Il y a quatre mois, quand je suis entré dans la famille, un soir, elle causait seule dans le salon avec de Grillet, et elle le regardait avec un tel air que… quand je suis rentré chez moi pour me coucher, je me suis imaginé qu’elle venait de le souffleter. C’est depuis ce soir-là que je l’aime.

Mais, arrivons au fait. Je descends donc dans le sentier, je m’arrête au beau milieu, attendant la baronne et le baron. À cinq pas, j’ôte mon chapeau et je salue.
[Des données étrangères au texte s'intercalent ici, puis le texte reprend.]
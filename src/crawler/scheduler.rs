//! Monitor loop for continuous acquisition
//!
//! This module handles:
//! - Deciding which sources are due for change detection or a full refresh
//! - Skipping sources whose breaker is still open
//! - Sleeping until the next source is due, or until cancelled

use crate::crawler::coordinator::{breaker_wait, Coordinator};
use crate::state::{JobKind, ScheduleState};
use crate::storage::RunMode;
use crate::HarvestError;
use chrono::{DateTime, Utc};
use std::sync::Arc;
use std::time::Duration;

/// Minimum sleep between passes, so failing sources cannot spin the loop
const DEFAULT_IDLE_FLOOR: Duration = Duration::from_secs(5);

/// Drives passes on the change-detection and full-refresh cadences
pub struct Scheduler {
    coordinator: Arc<Coordinator>,
    change_interval: Duration,
    full_interval: Duration,
    idle_floor: Duration,
}

impl Scheduler {
    /// Creates a scheduler with explicit cadences
    pub fn new(coordinator: Arc<Coordinator>, change_interval: Duration, full_interval: Duration) -> Self {
        Self {
            coordinator,
            change_interval,
            full_interval,
            idle_floor: DEFAULT_IDLE_FLOOR,
        }
    }

    /// Creates a scheduler with the configured cadences
    pub fn from_settings(coordinator: Arc<Coordinator>) -> Self {
        let monitoring = &coordinator.settings().monitoring;
        let (change, full) = (
            monitoring.change_detection_interval(),
            monitoring.full_refresh_interval(),
        );
        Self::new(coordinator, change, full)
    }

    pub fn with_idle_floor(mut self, floor: Duration) -> Self {
        self.idle_floor = floor;
        self
    }

    /// Runs passes until the coordinator's cancellation token fires
    ///
    /// # Returns
    ///
    /// * `Ok(passes)` - Number of passes run before cancellation
    /// * `Err(HarvestError)` - A pass hit a fatal storage error
    pub async fn run(&self) -> Result<u64, HarvestError> {
        let cancel = self.coordinator.cancel_token().clone();
        let names: Vec<String> = self
            .coordinator
            .settings()
            .enabled_sources()
            .into_iter()
            .map(|s| s.name)
            .collect();
        let mut passes = 0;

        tracing::info!(
            sources = names.len(),
            change_interval = ?self.change_interval,
            full_interval = ?self.full_interval,
            "Monitor started"
        );

        while !cancel.is_cancelled() {
            let states = self.coordinator.load_schedule(names.clone()).await?;
            let jobs = due_jobs(
                &states,
                Utc::now(),
                self.change_interval,
                self.full_interval,
                |name| self.breaker_wait(name),
            );

            if !jobs.is_empty() {
                let report = self.coordinator.run_pass(RunMode::Monitor, jobs).await?;
                passes += 1;
                tracing::info!(
                    run_id = report.run_id,
                    status = %report.status,
                    new = report.counts().new,
                    "Monitor pass finished"
                );
            }

            let states = self.coordinator.load_schedule(names.clone()).await?;
            let wait = next_wake(
                &states,
                Utc::now(),
                self.change_interval,
                self.full_interval,
                |name| self.breaker_wait(name),
            )
            .max(self.idle_floor);

            tracing::debug!(?wait, "Sleeping until next source is due");
            tokio::select! {
                _ = cancel.cancelled() => break,
                _ = tokio::time::sleep(wait) => {}
            }
        }

        tracing::info!(passes, "Monitor stopped");
        Ok(passes)
    }

    fn breaker_wait(&self, source_name: &str) -> Option<Duration> {
        self.coordinator.context(source_name).and_then(|ctx| breaker_wait(ctx))
    }
}

/// Selects the sources due now and the kind of job each needs
///
/// Sources whose breaker is still cooling down are left out; their timers are
/// untouched, so they come due again as soon as the breaker admits a probe.
pub fn due_jobs(
    states: &[ScheduleState],
    now: DateTime<Utc>,
    change_interval: Duration,
    full_interval: Duration,
    breaker_wait: impl Fn(&str) -> Option<Duration>,
) -> Vec<(String, JobKind)> {
    states
        .iter()
        .filter(|state| breaker_wait(&state.source_name).is_none())
        .filter_map(|state| {
            state
                .due(now, change_interval, full_interval)
                .map(|kind| (state.source_name.clone(), kind))
        })
        .collect()
}

/// Calculates how long until any source is due
///
/// A source behind an open breaker counts as due when the breaker reopens for
/// a probe. Returns `Duration::ZERO` with no sources.
pub fn next_wake(
    states: &[ScheduleState],
    now: DateTime<Utc>,
    change_interval: Duration,
    full_interval: Duration,
    breaker_wait: impl Fn(&str) -> Option<Duration>,
) -> Duration {
    states
        .iter()
        .map(|state| {
            let due_in = state.time_until_due(now, change_interval, full_interval);
            match breaker_wait(&state.source_name) {
                Some(wait) => due_in.max(wait),
                None => due_in,
            }
        })
        .min()
        .unwrap_or(Duration::ZERO)
}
Je me rappelle que la baronne portait une robe de soie gris perle d’une ampleur extraordinaire, avec des volants, une crinoline et une traîne. Toute petite, cette baronne, très grosse, avec un menton si prodigieux qu’il couvrait toute sa gorge. Le visage rouge, les yeux petits, méchants, insolents. Elle marchait comme si elle faisait honneur à la terre en la touchant du pied. Le baron a un visage composé de mille petites rides, des lunettes, quarante-cinq ans ; ses jambes commencent à sa poitrine, signe de race. Orgueilleux comme un paon et maladroit. Type de mouton.

Je vis tout cela en trois secondes ; mon salut et mon coup de chapeau arrêtèrent à peine leur attention. Le baron fronça légèrement le sourcil, la baronne venait droit à moi sans me voir.
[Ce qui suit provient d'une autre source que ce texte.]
//! SQLite storage implementation
//!
//! This module provides a SQLite-based implementation of the Storage trait.
//! Each worker opens its own `SqliteStorage`; writers serialize on SQLite's
//! immediate transactions and readers run concurrently under WAL.

use crate::state::ScheduleState;
use crate::storage::dedup::{resolve, Resolution};
use crate::storage::schema::initialize_schema;
use crate::storage::traits::{Storage, StorageError, StorageResult};
use crate::storage::{
    RunMode, RunRecord, RunStatus, RunTotals, StoredTrade, TradeCode, TradeRecord, UpsertSummary,
    DATETIME_FORMAT, DATE_FORMAT,
};
use chrono::{DateTime, NaiveDate, NaiveDateTime, Utc};
use rusqlite::types::Type;
use rusqlite::{params, Connection, ErrorCode, OptionalExtension, Row, TransactionBehavior};
use std::collections::HashSet;
use std::path::Path;
use std::time::Duration;

const TRADE_COLUMNS: &str = "id, hash_id, revision, filing_date, trade_date, ticker, company_name, \
     insider_name, title, trade_type, price, quantity, owned, delta_own, value, form_url, source, scraped_at";

const RUN_COLUMNS: &str = "id, mode, started_at, finished_at, status, sources_ok, sources_failed, \
     records_new, records_changed, records_skipped";

/// SQLite storage backend
pub struct SqliteStorage {
    conn: Connection,
}

impl SqliteStorage {
    /// Opens or creates the database at `path`
    ///
    /// Creates the parent directory if needed, applies connection pragmas and
    /// initializes the schema.
    ///
    /// # Returns
    ///
    /// * `Ok(SqliteStorage)` - Successfully opened/created database
    /// * `Err(StorageError)` - The store is unreachable
    pub fn open(path: &Path) -> StorageResult<Self> {
        if let Some(parent) = path.parent().filter(|p| !p.as_os_str().is_empty()) {
            std::fs::create_dir_all(parent)?;
        }

        let conn = Connection::open(path)?;
        conn.busy_timeout(Duration::from_millis(5000))?;
        conn.execute_batch(
            "
            PRAGMA journal_mode = WAL;
            PRAGMA synchronous = NORMAL;
            PRAGMA temp_store = MEMORY;
        ",
        )?;

        initialize_schema(&conn)?;

        Ok(Self { conn })
    }

    /// Creates an in-memory database (for testing)
    #[cfg(test)]
    pub fn new_in_memory() -> StorageResult<Self> {
        let conn = Connection::open_in_memory()?;
        initialize_schema(&conn)?;
        Ok(Self { conn })
    }

    pub(crate) fn connection(&self) -> &Connection {
        &self.conn
    }
}

impl Storage for SqliteStorage {
    // ===== Trades =====

    fn upsert_batch(&mut self, records: &[TradeRecord], batch_size: usize) -> StorageResult<UpsertSummary> {
        let mut summary = UpsertSummary::default();
        let mut seen = HashSet::new();

        for chunk in records.chunks(batch_size.max(1)) {
            let tx = self
                .conn
                .transaction_with_behavior(TransactionBehavior::Immediate)?;
            let scraped_at = Utc::now().to_rfc3339();
            let mut chunk_summary = UpsertSummary::default();

            for record in chunk {
                if !seen.insert(record.hash_id.as_str()) {
                    tracing::debug!(hash = %record.hash_id, "Duplicate natural key within batch, skipping");
                    chunk_summary.skipped += 1;
                    continue;
                }

                let revision = match resolve(&tx, record)? {
                    Resolution::Unchanged => {
                        chunk_summary.unchanged += 1;
                        continue;
                    }
                    Resolution::New => 1,
                    Resolution::Changed { revision } => revision,
                };

                match insert_trade(&tx, record, revision, &scraped_at) {
                    Ok(()) if revision == 1 => chunk_summary.inserted_new += 1,
                    Ok(()) => chunk_summary.inserted_changed += 1,
                    Err(e) if is_constraint_violation(&e) => {
                        tracing::warn!(
                            source = %record.source,
                            ticker = %record.ticker,
                            error = %e,
                            "Constraint violation, skipping record"
                        );
                        chunk_summary.skipped += 1;
                    }
                    Err(e) => return Err(e.into()),
                }
            }

            tx.commit()?;
            summary.add(&chunk_summary);
        }

        Ok(summary)
    }

    fn exists_by_hash(&self, hash_id: &str) -> StorageResult<bool> {
        let exists: bool = self.conn.query_row(
            "SELECT EXISTS(SELECT 1 FROM trades WHERE hash_id = ?1)",
            params![hash_id],
            |row| row.get(0),
        )?;
        Ok(exists)
    }

    fn fetch_by_hash(&self, hash_id: &str) -> StorageResult<Option<StoredTrade>> {
        latest_revision(&self.conn, hash_id)
    }

    fn fetch_revisions(&self, hash_id: &str) -> StorageResult<Vec<StoredTrade>> {
        let mut stmt = self.conn.prepare(&format!(
            "SELECT {} FROM trades WHERE hash_id = ?1 ORDER BY revision",
            TRADE_COLUMNS
        ))?;
        let trades = stmt
            .query_map(params![hash_id], read_trade)?
            .collect::<Result<Vec<_>, _>>()?;
        Ok(trades)
    }

    fn trades_for_source_between(
        &self,
        source: &str,
        from: NaiveDate,
        to: NaiveDate,
    ) -> StorageResult<Vec<StoredTrade>> {
        let mut stmt = self.conn.prepare(&format!(
            "SELECT {} FROM trades
             WHERE source = ?1 AND filing_date >= ?2 AND substr(filing_date, 1, 10) <= ?3
             ORDER BY filing_date, id",
            TRADE_COLUMNS
        ))?;
        let trades = stmt
            .query_map(
                params![
                    source,
                    from.format(DATE_FORMAT).to_string(),
                    to.format(DATE_FORMAT).to_string()
                ],
                read_trade,
            )?
            .collect::<Result<Vec<_>, _>>()?;
        Ok(trades)
    }

    // ===== Schedule State =====

    fn load_source_state(&self, source_name: &str) -> StorageResult<ScheduleState> {
        let state = self
            .conn
            .query_row(
                "SELECT source_name, last_content_hash, newest_trade_hash, last_full_refresh_at,
                        last_change_check_at, last_success_at
                 FROM source_state WHERE source_name = ?1",
                params![source_name],
                read_schedule_state,
            )
            .optional()?;
        Ok(state.unwrap_or_else(|| ScheduleState::new(source_name)))
    }

    fn load_source_states(&self) -> StorageResult<Vec<ScheduleState>> {
        let mut stmt = self.conn.prepare(
            "SELECT source_name, last_content_hash, newest_trade_hash, last_full_refresh_at,
                    last_change_check_at, last_success_at
             FROM source_state ORDER BY source_name",
        )?;
        let states = stmt
            .query_map([], read_schedule_state)?
            .collect::<Result<Vec<_>, _>>()?;
        Ok(states)
    }

    fn save_source_state(&mut self, state: &ScheduleState) -> StorageResult<()> {
        self.conn.execute(
            "INSERT INTO source_state (source_name, last_content_hash, newest_trade_hash,
                 last_full_refresh_at, last_change_check_at, last_success_at)
             VALUES (?1, ?2, ?3, ?4, ?5, ?6)
             ON CONFLICT(source_name) DO UPDATE SET
                 last_content_hash = excluded.last_content_hash,
                 newest_trade_hash = excluded.newest_trade_hash,
                 last_full_refresh_at = excluded.last_full_refresh_at,
                 last_change_check_at = excluded.last_change_check_at,
                 last_success_at = excluded.last_success_at",
            params![
                state.source_name,
                state.last_content_hash,
                state.newest_trade_hash,
                state.last_full_refresh_at.map(|t| t.to_rfc3339()),
                state.last_change_check_at.map(|t| t.to_rfc3339()),
                state.last_success_at.map(|t| t.to_rfc3339()),
            ],
        )?;
        Ok(())
    }

    // ===== Run Management =====

    fn create_run(&mut self, mode: RunMode) -> StorageResult<i64> {
        let now = Utc::now().to_rfc3339();
        self.conn.execute(
            "INSERT INTO runs (mode, started_at, status) VALUES (?1, ?2, ?3)",
            params![mode.to_db_string(), now, RunStatus::Running.to_db_string()],
        )?;
        Ok(self.conn.last_insert_rowid())
    }

    fn finish_run(&mut self, run_id: i64, status: RunStatus, totals: &RunTotals) -> StorageResult<()> {
        let now = Utc::now().to_rfc3339();
        let updated = self.conn.execute(
            "UPDATE runs SET status = ?1, finished_at = ?2, sources_ok = ?3, sources_failed = ?4,
                 records_new = ?5, records_changed = ?6, records_skipped = ?7
             WHERE id = ?8",
            params![
                status.to_db_string(),
                now,
                totals.sources_ok as i64,
                totals.sources_failed as i64,
                totals.records_new as i64,
                totals.records_changed as i64,
                totals.records_skipped as i64,
                run_id
            ],
        )?;
        if updated == 0 {
            return Err(StorageError::RunNotFound(run_id));
        }
        Ok(())
    }

    fn get_run(&self, run_id: i64) -> StorageResult<RunRecord> {
        self.conn
            .query_row(
                &format!("SELECT {} FROM runs WHERE id = ?1", RUN_COLUMNS),
                params![run_id],
                read_run,
            )
            .optional()?
            .ok_or(StorageError::RunNotFound(run_id))
    }

    fn get_latest_run(&self) -> StorageResult<Option<RunRecord>> {
        let run = self
            .conn
            .query_row(
                &format!("SELECT {} FROM runs ORDER BY id DESC LIMIT 1", RUN_COLUMNS),
                [],
                read_run,
            )
            .optional()?;
        Ok(run)
    }

    // ===== Statistics =====

    fn count_trades(&self) -> StorageResult<u64> {
        let count: i64 = self
            .conn
            .query_row("SELECT COUNT(*) FROM trades", [], |row| row.get(0))?;
        Ok(count as u64)
    }

    fn count_distinct_hashes(&self) -> StorageResult<u64> {
        let count: i64 = self
            .conn
            .query_row("SELECT COUNT(DISTINCT hash_id) FROM trades", [], |row| row.get(0))?;
        Ok(count as u64)
    }

    fn count_by_source(&self) -> StorageResult<Vec<(String, u64)>> {
        let mut stmt = self
            .conn
            .prepare("SELECT source, COUNT(*) FROM trades GROUP BY source ORDER BY source")?;
        let counts = stmt
            .query_map([], |row| Ok((row.get(0)?, row.get::<_, i64>(1)? as u64)))?
            .collect::<Result<Vec<_>, _>>()?;
        Ok(counts)
    }

    fn latest_filing_date(&self) -> StorageResult<Option<NaiveDateTime>> {
        let latest: Option<String> = self
            .conn
            .query_row("SELECT MAX(filing_date) FROM trades", [], |row| row.get(0))?;
        latest
            .map(|s| {
                NaiveDateTime::parse_from_str(&s, DATETIME_FORMAT).map_err(|e| StorageError::CorruptRow {
                    table: "trades",
                    message: e.to_string(),
                })
            })
            .transpose()
    }
}

/// Gets the latest stored revision for a natural key
pub(super) fn latest_revision(conn: &Connection, hash_id: &str) -> StorageResult<Option<StoredTrade>> {
    let trade = conn
        .query_row(
            &format!(
                "SELECT {} FROM trades WHERE hash_id = ?1 ORDER BY revision DESC LIMIT 1",
                TRADE_COLUMNS
            ),
            params![hash_id],
            read_trade,
        )
        .optional()?;
    Ok(trade)
}

fn insert_trade(
    conn: &Connection,
    record: &TradeRecord,
    revision: u32,
    scraped_at: &str,
) -> Result<(), rusqlite::Error> {
    conn.execute(
        "INSERT INTO trades (hash_id, revision, filing_date, trade_date, ticker, company_name,
             insider_name, title, trade_type, price, quantity, owned, delta_own, value, form_url,
             source, scraped_at)
         VALUES (?1, ?2, ?3, ?4, ?5, ?6, ?7, ?8, ?9, ?10, ?11, ?12, ?13, ?14, ?15, ?16, ?17)",
        params![
            record.hash_id,
            revision,
            record.filing_date.format(DATETIME_FORMAT).to_string(),
            record.trade_date.format(DATE_FORMAT).to_string(),
            record.ticker,
            record.company_name,
            record.insider_name,
            record.title,
            record.trade_code.as_str(),
            record.price,
            record.quantity,
            record.owned,
            record.delta_own,
            record.value,
            record.form_url,
            record.source,
            scraped_at,
        ],
    )?;
    Ok(())
}

fn is_constraint_violation(error: &rusqlite::Error) -> bool {
    matches!(
        error,
        rusqlite::Error::SqliteFailure(e, _) if e.code == ErrorCode::ConstraintViolation
    )
}

fn read_trade(row: &Row<'_>) -> rusqlite::Result<StoredTrade> {
    let filing_date: String = row.get(3)?;
    let trade_date: String = row.get(4)?;
    let trade_code: String = row.get(9)?;

    Ok(StoredTrade {
        id: row.get(0)?,
        revision: row.get(2)?,
        scraped_at: row.get(17)?,
        record: TradeRecord {
            hash_id: row.get(1)?,
            filing_date: conversion(3, NaiveDateTime::parse_from_str(&filing_date, DATETIME_FORMAT))?,
            trade_date: conversion(4, NaiveDate::parse_from_str(&trade_date, DATE_FORMAT))?,
            ticker: row.get(5)?,
            company_name: row.get(6)?,
            insider_name: row.get(7)?,
            title: row.get(8)?,
            trade_code: TradeCode::from_db_string(&trade_code),
            price: row.get(10)?,
            quantity: row.get(11)?,
            owned: row.get(12)?,
            delta_own: row.get(13)?,
            value: row.get(14)?,
            form_url: row.get(15)?,
            source: row.get(16)?,
        },
    })
}

fn read_schedule_state(row: &Row<'_>) -> rusqlite::Result<ScheduleState> {
    Ok(ScheduleState {
        source_name: row.get(0)?,
        last_content_hash: row.get(1)?,
        newest_trade_hash: row.get(2)?,
        last_full_refresh_at: read_timestamp(row, 3)?,
        last_change_check_at: read_timestamp(row, 4)?,
        last_success_at: read_timestamp(row, 5)?,
    })
}

fn read_run(row: &Row<'_>) -> rusqlite::Result<RunRecord> {
    let mode: String = row.get(1)?;
    let status: String = row.get(4)?;

    Ok(RunRecord {
        id: row.get(0)?,
        mode: RunMode::from_db_string(&mode).unwrap_or(RunMode::Full),
        started_at: row.get(2)?,
        finished_at: row.get(3)?,
        status: RunStatus::from_db_string(&status).unwrap_or(RunStatus::Running),
        totals: RunTotals {
            sources_ok: row.get::<_, i64>(5)? as u64,
            sources_failed: row.get::<_, i64>(6)? as u64,
            records_new: row.get::<_, i64>(7)? as u64,
            records_changed: row.get::<_, i64>(8)? as u64,
            records_skipped: row.get::<_, i64>(9)? as u64,
        },
    })
}

fn read_timestamp(row: &Row<'_>, index: usize) -> rusqlite::Result<Option<DateTime<Utc>>> {
    let value: Option<String> = row.get(index)?;
    value
        .map(|s| conversion(index, DateTime::parse_from_rfc3339(&s)).map(|t| t.with_timezone(&Utc)))
        .transpose()
}

fn conversion<T>(index: usize, parsed: Result<T, chrono::ParseError>) -> rusqlite::Result<T> {
    parsed.map_err(|e| rusqlite::Error::FromSqlConversionFailure(index, Type::Text, Box::new(e)))
}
— Madame la baronne, dis-je très distinctement, très haut et en détachant chaque mot, j’ai l’honneur d’être votre esclave.

Puis je saluai, je remis mon chapeau sur ma tête, et, en passant auprès du baron, je tournai poliment mon visage vers lui et lui adressai un sourire significatif.

Paulina m’avait ordonné d’ôter mon chapeau, mais l’espièglerie était de mon initiative. Le diable sait qui me poussait. Je me sentais comme précipité d’une montagne.